------ Material provided
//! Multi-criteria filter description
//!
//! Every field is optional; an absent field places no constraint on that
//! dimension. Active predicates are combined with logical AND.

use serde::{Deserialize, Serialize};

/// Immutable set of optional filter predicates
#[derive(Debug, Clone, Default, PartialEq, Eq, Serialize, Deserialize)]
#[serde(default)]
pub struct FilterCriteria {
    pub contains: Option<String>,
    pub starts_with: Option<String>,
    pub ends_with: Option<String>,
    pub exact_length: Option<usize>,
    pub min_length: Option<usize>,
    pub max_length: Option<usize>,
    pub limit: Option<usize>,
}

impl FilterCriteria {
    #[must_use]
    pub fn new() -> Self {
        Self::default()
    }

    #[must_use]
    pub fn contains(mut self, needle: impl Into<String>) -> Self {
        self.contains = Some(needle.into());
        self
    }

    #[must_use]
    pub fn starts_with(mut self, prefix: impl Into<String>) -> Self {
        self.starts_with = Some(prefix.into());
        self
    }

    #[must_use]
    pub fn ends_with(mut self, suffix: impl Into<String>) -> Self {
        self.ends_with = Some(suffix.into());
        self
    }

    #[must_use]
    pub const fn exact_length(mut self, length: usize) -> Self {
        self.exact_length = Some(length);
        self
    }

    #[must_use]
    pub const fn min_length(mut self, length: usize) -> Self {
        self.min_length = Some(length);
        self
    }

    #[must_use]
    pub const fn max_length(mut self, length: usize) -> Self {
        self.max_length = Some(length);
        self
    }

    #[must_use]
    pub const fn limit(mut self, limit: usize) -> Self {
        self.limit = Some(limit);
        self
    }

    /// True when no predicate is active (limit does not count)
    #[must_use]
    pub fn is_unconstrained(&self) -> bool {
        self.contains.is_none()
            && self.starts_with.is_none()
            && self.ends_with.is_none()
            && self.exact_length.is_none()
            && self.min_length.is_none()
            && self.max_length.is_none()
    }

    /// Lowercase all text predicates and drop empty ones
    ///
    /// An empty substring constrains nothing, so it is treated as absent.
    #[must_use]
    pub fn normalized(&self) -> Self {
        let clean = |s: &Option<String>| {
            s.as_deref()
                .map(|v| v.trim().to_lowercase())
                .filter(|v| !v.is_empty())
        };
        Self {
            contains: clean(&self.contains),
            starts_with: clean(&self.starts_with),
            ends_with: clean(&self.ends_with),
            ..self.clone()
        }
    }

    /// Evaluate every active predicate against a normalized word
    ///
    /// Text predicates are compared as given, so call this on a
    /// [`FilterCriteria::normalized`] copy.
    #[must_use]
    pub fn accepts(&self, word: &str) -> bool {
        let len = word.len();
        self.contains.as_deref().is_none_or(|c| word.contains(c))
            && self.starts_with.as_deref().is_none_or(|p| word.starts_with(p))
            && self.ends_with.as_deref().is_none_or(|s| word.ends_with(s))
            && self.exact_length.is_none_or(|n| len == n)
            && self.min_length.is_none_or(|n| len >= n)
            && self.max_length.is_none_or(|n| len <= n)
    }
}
------------
------ Material provided
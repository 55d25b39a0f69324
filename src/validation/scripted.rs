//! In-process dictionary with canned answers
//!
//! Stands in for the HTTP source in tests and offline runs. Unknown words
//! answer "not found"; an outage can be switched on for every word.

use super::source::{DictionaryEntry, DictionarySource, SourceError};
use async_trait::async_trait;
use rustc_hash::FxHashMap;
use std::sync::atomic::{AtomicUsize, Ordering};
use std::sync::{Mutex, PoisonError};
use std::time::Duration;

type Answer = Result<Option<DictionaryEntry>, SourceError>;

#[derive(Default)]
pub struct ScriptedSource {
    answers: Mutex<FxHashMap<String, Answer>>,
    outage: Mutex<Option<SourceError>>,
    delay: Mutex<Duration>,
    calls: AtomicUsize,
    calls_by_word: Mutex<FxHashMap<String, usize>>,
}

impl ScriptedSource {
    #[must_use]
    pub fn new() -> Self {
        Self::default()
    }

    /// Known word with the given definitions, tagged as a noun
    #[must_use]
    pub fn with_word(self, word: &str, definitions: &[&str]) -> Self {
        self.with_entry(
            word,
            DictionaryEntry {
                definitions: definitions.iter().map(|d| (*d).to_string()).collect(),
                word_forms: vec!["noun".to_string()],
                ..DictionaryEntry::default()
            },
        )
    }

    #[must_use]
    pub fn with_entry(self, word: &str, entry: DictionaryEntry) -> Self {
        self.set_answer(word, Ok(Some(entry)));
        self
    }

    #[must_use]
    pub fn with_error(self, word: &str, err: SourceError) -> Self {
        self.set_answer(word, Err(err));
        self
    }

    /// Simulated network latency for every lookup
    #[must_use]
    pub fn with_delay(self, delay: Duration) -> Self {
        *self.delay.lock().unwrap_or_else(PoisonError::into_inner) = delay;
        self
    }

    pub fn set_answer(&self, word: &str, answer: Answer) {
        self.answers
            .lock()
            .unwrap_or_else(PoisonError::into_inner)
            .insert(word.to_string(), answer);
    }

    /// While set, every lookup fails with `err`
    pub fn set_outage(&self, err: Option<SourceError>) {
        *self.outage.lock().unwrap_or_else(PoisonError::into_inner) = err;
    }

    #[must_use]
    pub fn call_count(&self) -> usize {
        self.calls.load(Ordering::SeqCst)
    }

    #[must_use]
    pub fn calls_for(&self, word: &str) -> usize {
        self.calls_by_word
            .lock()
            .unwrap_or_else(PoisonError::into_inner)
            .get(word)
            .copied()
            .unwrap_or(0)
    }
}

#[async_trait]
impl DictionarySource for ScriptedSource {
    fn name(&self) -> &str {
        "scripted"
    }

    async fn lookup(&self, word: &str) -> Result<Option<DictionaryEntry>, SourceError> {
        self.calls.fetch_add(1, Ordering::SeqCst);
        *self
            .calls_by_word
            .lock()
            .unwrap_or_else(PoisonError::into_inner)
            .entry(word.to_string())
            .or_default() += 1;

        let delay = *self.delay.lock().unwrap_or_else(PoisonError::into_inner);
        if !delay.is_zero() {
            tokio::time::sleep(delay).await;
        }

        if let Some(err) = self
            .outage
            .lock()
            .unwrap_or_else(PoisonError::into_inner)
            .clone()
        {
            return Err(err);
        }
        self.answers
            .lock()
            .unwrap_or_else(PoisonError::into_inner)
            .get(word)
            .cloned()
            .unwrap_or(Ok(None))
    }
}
------------
------ Material provided
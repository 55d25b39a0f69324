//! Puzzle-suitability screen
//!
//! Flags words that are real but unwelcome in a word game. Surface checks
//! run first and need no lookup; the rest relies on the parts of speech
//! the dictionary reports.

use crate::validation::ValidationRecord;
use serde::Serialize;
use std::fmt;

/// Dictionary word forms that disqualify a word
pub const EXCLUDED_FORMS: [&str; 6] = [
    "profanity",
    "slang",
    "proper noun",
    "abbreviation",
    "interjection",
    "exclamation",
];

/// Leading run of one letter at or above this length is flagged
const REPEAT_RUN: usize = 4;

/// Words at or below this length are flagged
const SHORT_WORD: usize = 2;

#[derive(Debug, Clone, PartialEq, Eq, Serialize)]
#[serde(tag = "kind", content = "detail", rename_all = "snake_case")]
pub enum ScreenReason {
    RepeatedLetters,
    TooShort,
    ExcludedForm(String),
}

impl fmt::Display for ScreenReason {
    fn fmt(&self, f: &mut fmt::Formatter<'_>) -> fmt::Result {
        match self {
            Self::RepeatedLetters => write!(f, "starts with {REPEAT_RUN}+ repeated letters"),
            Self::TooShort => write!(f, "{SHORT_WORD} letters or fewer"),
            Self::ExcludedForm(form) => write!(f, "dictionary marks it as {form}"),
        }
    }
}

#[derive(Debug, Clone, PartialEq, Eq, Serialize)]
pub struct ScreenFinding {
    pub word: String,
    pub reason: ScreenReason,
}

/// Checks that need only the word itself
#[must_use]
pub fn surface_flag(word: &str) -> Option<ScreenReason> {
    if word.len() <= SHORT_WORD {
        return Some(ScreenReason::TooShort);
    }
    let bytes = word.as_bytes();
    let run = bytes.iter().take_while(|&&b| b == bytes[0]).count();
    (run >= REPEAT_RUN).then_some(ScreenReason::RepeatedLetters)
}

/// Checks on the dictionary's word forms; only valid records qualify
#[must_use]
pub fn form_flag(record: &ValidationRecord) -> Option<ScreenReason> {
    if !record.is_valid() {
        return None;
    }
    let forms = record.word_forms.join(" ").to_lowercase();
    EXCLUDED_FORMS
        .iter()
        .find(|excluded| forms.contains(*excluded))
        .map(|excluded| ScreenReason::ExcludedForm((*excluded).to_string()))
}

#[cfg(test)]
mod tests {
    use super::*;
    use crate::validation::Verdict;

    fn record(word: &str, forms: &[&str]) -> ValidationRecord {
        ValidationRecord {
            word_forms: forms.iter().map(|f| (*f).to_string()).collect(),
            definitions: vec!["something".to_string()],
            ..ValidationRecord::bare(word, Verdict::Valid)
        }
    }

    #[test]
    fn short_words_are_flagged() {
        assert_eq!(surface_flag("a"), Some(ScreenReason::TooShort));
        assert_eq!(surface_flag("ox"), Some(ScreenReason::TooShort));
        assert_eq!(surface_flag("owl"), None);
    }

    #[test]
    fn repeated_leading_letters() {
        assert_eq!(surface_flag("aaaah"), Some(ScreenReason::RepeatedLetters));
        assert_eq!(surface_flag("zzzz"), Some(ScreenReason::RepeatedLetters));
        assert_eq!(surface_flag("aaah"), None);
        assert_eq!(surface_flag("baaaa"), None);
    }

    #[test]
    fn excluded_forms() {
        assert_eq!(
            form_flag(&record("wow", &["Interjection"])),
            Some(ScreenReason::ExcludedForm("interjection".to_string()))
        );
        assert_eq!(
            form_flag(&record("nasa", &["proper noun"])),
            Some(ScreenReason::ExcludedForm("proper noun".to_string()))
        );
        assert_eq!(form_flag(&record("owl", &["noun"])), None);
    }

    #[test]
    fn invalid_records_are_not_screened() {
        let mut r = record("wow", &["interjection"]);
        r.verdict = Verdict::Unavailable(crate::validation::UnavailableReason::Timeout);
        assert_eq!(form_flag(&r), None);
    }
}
------------
* The task: Show, from the listing above, every line holding the word "ExcludedForm".

* Problem solution:
    ExcludedForm(String),
            Self::ExcludedForm(form) => write!(f, "dictionary marks it as {form}"),
        .map(|excluded| ScreenReason::ExcludedForm((*excluded).to_string()))
            Some(ScreenReason::ExcludedForm("interjection".to_string()))
            Some(ScreenReason::ExcludedForm("proper noun".to_string()))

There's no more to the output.